//! End-to-end tests against a real listener on 127.0.0.1.
//!
//! Each test binds its own server on an ephemeral port with a temporary
//! content root and talks raw HTTP/1.1 over a TcpStream.

use std::fs;
use std::net::SocketAddr;
use std::sync::Arc;
use std::sync::atomic::{AtomicUsize, Ordering};
use std::time::Duration;

use ingress::http::body;
use ingress::{
    BoxError, NormalizedRequest, OutgoingResponse, RequestAdapter, Server, StaticFileResolver,
    StatusCode,
};
use tokio::io::{AsyncReadExt, AsyncWriteExt};
use tokio::net::TcpStream;
use tokio::sync::Notify;

// ── Helpers ─────────────────────────────────────────────────────────

struct RawResponse {
    status: u16,
    reason: String,
    headers: Vec<(String, String)>,
    body: Vec<u8>,
}

impl RawResponse {
    fn parse(raw: &[u8]) -> Self {
        let mut headers = [httparse::EMPTY_HEADER; 64];
        let mut parsed = httparse::Response::new(&mut headers);
        let offset = match parsed.parse(raw).expect("valid response head") {
            httparse::Status::Complete(offset) => offset,
            httparse::Status::Partial => panic!("truncated response head"),
        };

        let headers: Vec<(String, String)> = parsed
            .headers
            .iter()
            .map(|h| {
                (
                    h.name.to_owned(),
                    String::from_utf8_lossy(h.value).into_owned(),
                )
            })
            .collect();
        let chunked = headers
            .iter()
            .any(|(k, v)| k.eq_ignore_ascii_case("transfer-encoding") && v == "chunked");

        let rest = &raw[offset..];
        let body = if chunked { dechunk(rest) } else { rest.to_vec() };

        Self {
            status: parsed.code.expect("status code"),
            reason: parsed.reason.unwrap_or("").to_owned(),
            headers,
            body,
        }
    }

    fn header(&self, name: &str) -> Option<&str> {
        self.headers
            .iter()
            .find(|(k, _)| k.eq_ignore_ascii_case(name))
            .map(|(_, v)| v.as_str())
    }

    fn header_all(&self, name: &str) -> Vec<&str> {
        self.headers
            .iter()
            .filter(|(k, _)| k.eq_ignore_ascii_case(name))
            .map(|(_, v)| v.as_str())
            .collect()
    }

    fn text(&self) -> String {
        String::from_utf8_lossy(&self.body).into_owned()
    }
}

fn dechunk(mut raw: &[u8]) -> Vec<u8> {
    let mut out = Vec::new();
    loop {
        let (offset, size) = match httparse::parse_chunk_size(raw).expect("valid chunk size") {
            httparse::Status::Complete(pair) => pair,
            httparse::Status::Partial => panic!("truncated chunked body"),
        };
        let size = size as usize;
        if size == 0 {
            return out;
        }
        out.extend_from_slice(&raw[offset..offset + size]);
        raw = &raw[offset + size + 2..];
    }
}

fn content_root() -> tempfile::TempDir {
    let dir = tempfile::tempdir().unwrap();
    let public = dir.path().join("public");
    fs::create_dir_all(public.join("assets")).unwrap();
    fs::write(public.join("assets/logo.png"), [0x89, b'P', b'N', b'G', 0, 0xFF, 0x10]).unwrap();
    fs::write(public.join("assets/app.js"), b"console.log('dashboard');").unwrap();
    fs::write(public.join("favicon.svg"), b"<svg xmlns=\"http://www.w3.org/2000/svg\"/>").unwrap();
    fs::write(public.join("report.xyz"), b"opaque").unwrap();
    fs::write(dir.path().join("secret.txt"), b"do not serve").unwrap();
    dir
}

async fn start(adapter: RequestAdapter) -> SocketAddr {
    let server = Server::bind("127.0.0.1:0").await.unwrap();
    let addr = server.local_addr();
    tokio::spawn(server.run(adapter));
    addr
}

async fn send(addr: SocketAddr, raw: &[u8]) -> RawResponse {
    let mut stream = TcpStream::connect(addr).await.unwrap();
    stream.write_all(raw).await.unwrap();
    let mut out = Vec::new();
    stream.read_to_end(&mut out).await.unwrap();
    RawResponse::parse(&out)
}

fn get(path: &str) -> Vec<u8> {
    format!("GET {path} HTTP/1.1\r\nHost: dashboard.test\r\n\r\n").into_bytes()
}

fn counting_handler(calls: Arc<AtomicUsize>) -> impl ingress::Handler {
    move |req: NormalizedRequest| {
        calls.fetch_add(1, Ordering::SeqCst);
        async move {
            Ok::<_, BoxError>(
                OutgoingResponse::new(StatusCode::NotFound)
                    .header("Content-Type", "text/plain")
                    .body(format!("handler: {}", req.url().path())),
            )
        }
    }
}

// ── Static assets ───────────────────────────────────────────────────

#[tokio::test]
async fn static_get_serves_exact_bytes() {
    let root = content_root();
    let calls = Arc::new(AtomicUsize::new(0));
    let addr = start(RequestAdapter::new(
        StaticFileResolver::new(root.path().join("public")),
        counting_handler(Arc::clone(&calls)),
    ))
    .await;

    let response = send(addr, &get("/assets/logo.png")).await;
    assert_eq!(response.status, 200);
    assert_eq!(response.body, [0x89, b'P', b'N', b'G', 0, 0xFF, 0x10]);
    assert_eq!(response.header("content-length"), Some("7"));
    assert_eq!(response.header("content-type"), Some("image/png"));
    assert_eq!(
        response.header("cache-control"),
        Some("public, max-age=31536000, immutable")
    );

    let response = send(addr, &get("/report.xyz")).await;
    assert_eq!(response.header("content-type"), Some("application/octet-stream"));
    assert_eq!(response.text(), "opaque");

    assert_eq!(calls.load(Ordering::SeqCst), 0);
}

#[tokio::test]
async fn static_head_matches_get_without_body() {
    let root = content_root();
    let addr = start(RequestAdapter::new(
        StaticFileResolver::new(root.path().join("public")),
        counting_handler(Arc::new(AtomicUsize::new(0))),
    ))
    .await;

    let full = send(addr, &get("/assets/app.js")).await;
    let head = send(
        addr,
        b"HEAD /assets/app.js HTTP/1.1\r\nHost: dashboard.test\r\n\r\n",
    )
    .await;

    assert_eq!(head.status, full.status);
    assert_eq!(head.headers, full.headers);
    assert_eq!(head.header("content-length"), Some("25"));
    assert_eq!(head.header("content-type"), Some("application/javascript"));
    assert!(head.body.is_empty());
    assert_eq!(full.body.len(), 25);
}

#[tokio::test]
async fn root_level_files_get_short_cache() {
    let root = content_root();
    let addr = start(RequestAdapter::new(
        StaticFileResolver::new(root.path().join("public")),
        counting_handler(Arc::new(AtomicUsize::new(0))),
    ))
    .await;

    let response = send(addr, &get("/favicon.svg")).await;
    assert_eq!(response.status, 200);
    assert_eq!(response.header("content-type"), Some("image/svg+xml"));
    assert_eq!(response.header("cache-control"), Some("public, max-age=3600"));
}

#[tokio::test]
async fn traversal_falls_through_to_handler() {
    let root = content_root();
    let calls = Arc::new(AtomicUsize::new(0));
    let addr = start(RequestAdapter::new(
        StaticFileResolver::new(root.path().join("public")),
        counting_handler(Arc::clone(&calls)),
    ))
    .await;

    let response = send(addr, &get("/assets/%2e%2e/%2e%2e/secret.txt")).await;
    assert_eq!(response.status, 404);
    assert!(!response.text().contains("do not serve"));
    assert_eq!(calls.load(Ordering::SeqCst), 1);
}

// ── Dispatch ────────────────────────────────────────────────────────

#[tokio::test]
async fn miss_dispatches_once_and_passes_response_through() {
    let root = content_root();
    let calls = Arc::new(AtomicUsize::new(0));
    let counter = Arc::clone(&calls);
    let addr = start(RequestAdapter::new(
        StaticFileResolver::new(root.path().join("public")),
        move |req: NormalizedRequest| {
            counter.fetch_add(1, Ordering::SeqCst);
            async move {
                Ok::<_, BoxError>(
                    OutgoingResponse::new(202u16)
                        .status_text("Queued")
                        .header("X-Route", req.url().path().to_owned())
                        .header("Set-Cookie", "session=abc; Path=/")
                        .header("Set-Cookie", "theme=dark; Path=/")
                        .body("accepted"),
                )
            }
        },
    ))
    .await;

    let response = send(addr, &get("/dashboard/users?page=2")).await;
    assert_eq!(calls.load(Ordering::SeqCst), 1);
    assert_eq!(response.status, 202);
    assert_eq!(response.reason, "Queued");
    assert_eq!(response.header("x-route"), Some("/dashboard/users"));
    assert_eq!(
        response.header_all("set-cookie"),
        vec!["session=abc; Path=/", "theme=dark; Path=/"]
    );
    assert_eq!(response.text(), "accepted");
}

#[tokio::test]
async fn post_goes_to_handler_even_when_file_exists() {
    let root = content_root();
    let addr = start(RequestAdapter::new(
        StaticFileResolver::new(root.path().join("public")),
        |req: NormalizedRequest| async move {
            let body = req.body().cloned().unwrap_or_default();
            Ok::<_, BoxError>(
                OutgoingResponse::new(StatusCode::Ok)
                    .header("X-Method", req.method().as_str().to_owned())
                    .body(body),
            )
        },
    ))
    .await;

    let response = send(
        addr,
        b"POST /favicon.svg HTTP/1.1\r\nHost: dashboard.test\r\nContent-Length: 4\r\n\r\nping",
    )
    .await;
    assert_eq!(response.header("x-method"), Some("POST"));
    assert_eq!(response.text(), "ping");
}

#[tokio::test]
async fn chunked_upload_is_reassembled() {
    let addr = start(RequestAdapter::new(
        StaticFileResolver::new("/nonexistent/ingress-root"),
        |req: NormalizedRequest| async move {
            let len = req.body().map(|b| b.len()).unwrap_or(0);
            Ok::<_, BoxError>(OutgoingResponse::new(StatusCode::Ok).body(len.to_string()))
        },
    ))
    .await;

    let response = send(
        addr,
        b"PUT /api/settings HTTP/1.1\r\nHost: dashboard.test\r\nTransfer-Encoding: chunked\r\n\r\n4\r\nabcd\r\n3\r\nefg\r\n0\r\n\r\n",
    )
    .await;
    assert_eq!(response.text(), "7");
}

#[tokio::test]
async fn repeated_cookie_headers_are_merged() {
    let addr = start(RequestAdapter::new(
        StaticFileResolver::new("/nonexistent/ingress-root"),
        |req: NormalizedRequest| async move {
            let cookie = req.headers().get("cookie").unwrap_or_default().to_owned();
            Ok::<_, BoxError>(OutgoingResponse::new(StatusCode::Ok).body(cookie))
        },
    ))
    .await;

    let response = send(
        addr,
        b"GET /profile HTTP/1.1\r\nHost: dashboard.test\r\nCookie: a=1\r\nCookie: b=2\r\n\r\n",
    )
    .await;
    assert_eq!(response.text(), "a=1, b=2");
}

// ── Failure handling ────────────────────────────────────────────────

#[tokio::test]
async fn handler_error_becomes_single_500() {
    let root = content_root();
    let calls = Arc::new(AtomicUsize::new(0));
    let counter = Arc::clone(&calls);
    let addr = start(RequestAdapter::new(
        StaticFileResolver::new(root.path().join("public")),
        move |_req: NormalizedRequest| {
            counter.fetch_add(1, Ordering::SeqCst);
            async { Err::<OutgoingResponse, _>(std::io::Error::other("render failed")) }
        },
    ))
    .await;

    let response = send(addr, &get("/settings")).await;
    assert_eq!(response.status, 500);
    assert_eq!(response.header("content-type"), Some("text/plain"));
    assert_eq!(response.text(), "Internal Server Error");
    assert_eq!(calls.load(Ordering::SeqCst), 1);
}

#[tokio::test]
async fn malformed_request_gets_400_and_server_keeps_serving() {
    let calls = Arc::new(AtomicUsize::new(0));
    let addr = start(RequestAdapter::new(
        StaticFileResolver::new("/nonexistent/ingress-root"),
        counting_handler(Arc::clone(&calls)),
    ))
    .await;

    let bad = send(addr, b"GET /x HTTP/1.1\r\nHost: not a host\r\n\r\n").await;
    assert_eq!(bad.status, 400);
    assert_eq!(bad.text(), "Bad Request");

    let good = send(addr, &get("/after")).await;
    assert_eq!(good.status, 404);
    assert_eq!(good.text(), "handler: /after");
    assert_eq!(calls.load(Ordering::SeqCst), 1);
}

// ── Streaming ───────────────────────────────────────────────────────

#[tokio::test]
async fn streamed_chunks_arrive_in_order() {
    let addr = start(RequestAdapter::new(
        StaticFileResolver::new("/nonexistent/ingress-root"),
        |_req: NormalizedRequest| async {
            let (tx, source) = body::channel(1);
            tokio::spawn(async move {
                for chunk in ["<html>", "<body>dashboard</body>", "</html>"] {
                    tokio::time::sleep(Duration::from_millis(10)).await;
                    if tx.send(chunk).await.is_err() {
                        return;
                    }
                }
            });
            Ok::<_, BoxError>(
                OutgoingResponse::new(StatusCode::Ok)
                    .header("Content-Type", "text/html")
                    .stream(source),
            )
        },
    ))
    .await;

    let response = send(addr, &get("/")).await;
    assert_eq!(response.status, 200);
    assert_eq!(response.header("transfer-encoding"), Some("chunked"));
    assert_eq!(response.text(), "<html><body>dashboard</body></html>");
    assert_eq!(response.body.len(), 6 + 22 + 7);
}

#[tokio::test]
async fn slow_handler_does_not_block_other_connections() {
    let release = Arc::new(Notify::new());
    let gate = Arc::clone(&release);
    let addr = start(RequestAdapter::new(
        StaticFileResolver::new("/nonexistent/ingress-root"),
        move |req: NormalizedRequest| {
            let gate = Arc::clone(&gate);
            async move {
                if req.url().path() == "/slow" {
                    gate.notified().await;
                }
                Ok::<_, BoxError>(
                    OutgoingResponse::new(StatusCode::Ok).body(req.url().path().to_owned()),
                )
            }
        },
    ))
    .await;

    let slow = tokio::spawn(async move { send(addr, &get("/slow")).await });
    tokio::time::sleep(Duration::from_millis(50)).await;

    let fast = tokio::time::timeout(Duration::from_secs(5), send(addr, &get("/fast")))
        .await
        .expect("fast request must not wait for the slow one");
    assert_eq!(fast.text(), "/fast");
    assert!(!slow.is_finished());

    release.notify_one();
    let slow = slow.await.unwrap();
    assert_eq!(slow.text(), "/slow");
}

#### HOW TO COMPLETE THIS TASK
Filter the listing for the word "TcpStream" and copy every line that holds it.

#### RESULT OF THE EXERCISE
//! content root and talks raw HTTP/1.1 over a TcpStream.
use tokio::net::TcpStream;
    let mut stream = TcpStream::connect(addr).await.unwrap();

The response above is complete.